Glossary of Important Terms
- Estimate -- an educated guess for an unknown population
parameter. The education comes from examination of a random sample
from the population.
- Standard Error of an Estimate -- a measure of the amount
of variation inherent in an estimate calculated from a random
sample. It is the standard deviation of the estimate.
- Statistically significant difference -- a difference so
large that it could not have occurred by chance (random sampling).
Statistical significance is determined by looking at the value of
the test statistic and the P-value. Extreme values of the test
statistic as indicated by small P-values indicate that a difference
is statistically significant.
- P-value -- the probability of getting a more extreme
value of the test statistic than the one we observe when the null
hypothesis is true, i.e. when random sampling from a population
whose parameter of interest is given in the null hypothesis.
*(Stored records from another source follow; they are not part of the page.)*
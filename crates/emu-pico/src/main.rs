//! Headless PIO emulator binary.
//!
//! Starts the TCP register bridge over a freshly powered machine,
//! optionally preloading a `.hex` program and driving the clock. Without
//! `--free-running` the clock only advances when a client pulses the
//! extended facade's phase triggers.

use std::fs;
use std::path::PathBuf;
use std::process;
use std::thread;
use std::time::Duration;

use emu_core::ClockMode;
use emu_pico::hex::load_hex_program;
use emu_pico::server::{RegisterServer, DEFAULT_PORT};
use emu_pico::snapshot::EmulatorSnapshot;
use emu_pico::EmulatorShared;

struct CliArgs {
    port: u16,
    program_path: Option<PathBuf>,
    origin: u32,
    pio_num: usize,
    enable_mask: u32,
    free_running: bool,
    khz: u32,
    cycles: Option<u64>,
    snapshot_path: Option<PathBuf>,
}

fn parse_args() -> CliArgs {
    let args: Vec<String> = std::env::args().collect();
    let mut cli = CliArgs {
        port: DEFAULT_PORT,
        program_path: None,
        origin: 0,
        pio_num: 0,
        enable_mask: 0,
        free_running: false,
        khz: 1000,
        cycles: None,
        snapshot_path: None,
    };

    let mut i = 1;
    while i < args.len() {
        match args[i].as_str() {
            "--port" => {
                i += 1;
                if let Some(s) = args.get(i) {
                    cli.port = s.parse().unwrap_or(DEFAULT_PORT);
                }
            }
            "--program" => {
                i += 1;
                cli.program_path = args.get(i).map(PathBuf::from);
            }
            "--origin" => {
                i += 1;
                if let Some(s) = args.get(i) {
                    cli.origin = s.parse().unwrap_or(0);
                }
            }
            "--pio" => {
                i += 1;
                if let Some(s) = args.get(i) {
                    cli.pio_num = s.parse().unwrap_or(0).min(1);
                }
            }
            "--enable" => {
                i += 1;
                if let Some(s) = args.get(i) {
                    cli.enable_mask = s.parse().unwrap_or(0) & 0xF;
                }
            }
            "--free-running" => {
                cli.free_running = true;
            }
            "--khz" => {
                i += 1;
                if let Some(s) = args.get(i) {
                    cli.khz = s.parse().unwrap_or(1000).max(1);
                }
            }
            "--cycles" => {
                i += 1;
                if let Some(s) = args.get(i) {
                    cli.cycles = s.parse().ok();
                }
            }
            "--snapshot" => {
                i += 1;
                cli.snapshot_path = args.get(i).map(PathBuf::from);
            }
            "--help" | "-h" => {
                eprintln!("Usage: emu-pico [OPTIONS]");
                eprintln!();
                eprintln!("Options:");
                eprintln!("  --port <n>        Bridge TCP port [default: 1088]");
                eprintln!("  --program <file>  Load a .hex program listing");
                eprintln!("  --origin <n>      Load address for the program [default: 0]");
                eprintln!("  --pio <n>         Block to load the program into (0 or 1)");
                eprintln!("  --enable <mask>   Enable state machines (CTRL bits 3:0)");
                eprintln!("  --free-running    Drive the clock continuously");
                eprintln!("  --khz <n>         Free-running clock rate [default: 1000]");
                eprintln!("  --cycles <n>      Run n cycles, then exit (headless)");
                eprintln!("  --snapshot <file> Write a JSON state snapshot on exit");
                process::exit(0);
            }
            other => {
                eprintln!("Unknown argument: {other}");
                process::exit(1);
            }
        }
        i += 1;
    }

    cli
}

fn main() {
    let cli = parse_args();
    let handle = EmulatorShared::new();

    if let Some(path) = &cli.program_path {
        let text = match fs::read_to_string(path) {
            Ok(text) => text,
            Err(e) => {
                eprintln!("Failed reading {}: {e}", path.display());
                process::exit(1);
            }
        };
        let mut emulator = handle.lock();
        match load_hex_program(emulator.pio_mut(cli.pio_num), cli.origin, &text) {
            Ok(words) => eprintln!(
                "Loaded {words} instruction(s) at {:#04x} into PIO{}",
                cli.origin, cli.pio_num
            ),
            Err(e) => {
                eprintln!("Failed loading {}: {e}", path.display());
                process::exit(1);
            }
        }
    }

    if cli.enable_mask != 0 {
        handle
            .lock()
            .pio_mut(cli.pio_num)
            .write_ctrl(cli.enable_mask, 0xF);
    }

    // Headless batch mode: run, snapshot, exit.
    if let Some(cycles) = cli.cycles {
        for _ in 0..cycles {
            handle.tick();
        }
        eprintln!("Executed {cycles} clock cycle(s)");
        write_snapshot(&handle, cli.snapshot_path.as_deref());
        return;
    }

    let port = match RegisterServer::spawn(handle.clone(), cli.port) {
        Ok(port) => port,
        Err(e) => {
            eprintln!("Failed binding port {}: {e}", cli.port);
            process::exit(1);
        }
    };
    eprintln!("Register bridge listening on 127.0.0.1:{port}");

    if cli.free_running {
        handle.set_clock_mode(ClockMode::FreeRunning);
        let period = Duration::from_micros((1_000 / u64::from(cli.khz)).max(1));
        eprintln!("Clock free-running at ~{} kHz", cli.khz);
        loop {
            // a client may drop the clock back to single-step
            if handle.clock_mode() == ClockMode::FreeRunning {
                handle.tick();
            }
            thread::sleep(period);
        }
    } else {
        eprintln!("Clock in single-step mode; waiting for phase triggers");
        loop {
            thread::sleep(Duration::from_secs(3600));
        }
    }
}

fn write_snapshot(handle: &EmulatorShared, path: Option<&std::path::Path>) {
    let Some(path) = path else { return };
    let snapshot = EmulatorSnapshot::capture(&handle.lock());
    match snapshot.to_json() {
        Ok(json) => {
            if let Err(e) = fs::write(path, json) {
                eprintln!("Failed writing snapshot {}: {e}", path.display());
            }
        }
        Err(e) => eprintln!("Failed serializing snapshot: {e}"),
    }
}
- 95% Confidence Interval -- a range of reasonable or
acceptable values for the mean of a population. 95% of
confidence intervals produced from random samples from a normally
distributed population will capture the true population mean.
- 95% Prediction Interval -- a range of reasonable or
acceptable values for an individual selected at random from a
population. 95% of prediction intervals produced from random
samples from a normally distributed population will capture
any individual value from the population.
- Least Squares slope coefficient -- the average change
in the response for a unit change in the explanatory variable
(holding all other variables constant).
- Least Squares Y-intercept -- the average response when
the explanatory variable takes on the value zero.
- Outlier -- a value that does not fit with the overall
pattern of the data. In regression, it is a value with a large
residual.
- Influential Observation -- a value that exhibits great
influence on the slope and intercept of a least squares regression
line. If an influential value is removed from, or added to, a
data set, the least squares regression equation will change
substantially.
- Coefficient of Determination, Rsquare -- percentage of
variability in the response that is explained by the
relationship with the explanatory variable(s).
- Correlation coefficient, r -- a measure indicating the
direction and strength of the linear relationship between two
variables.
- Multicollinearity -- correlation between explanatory
variables.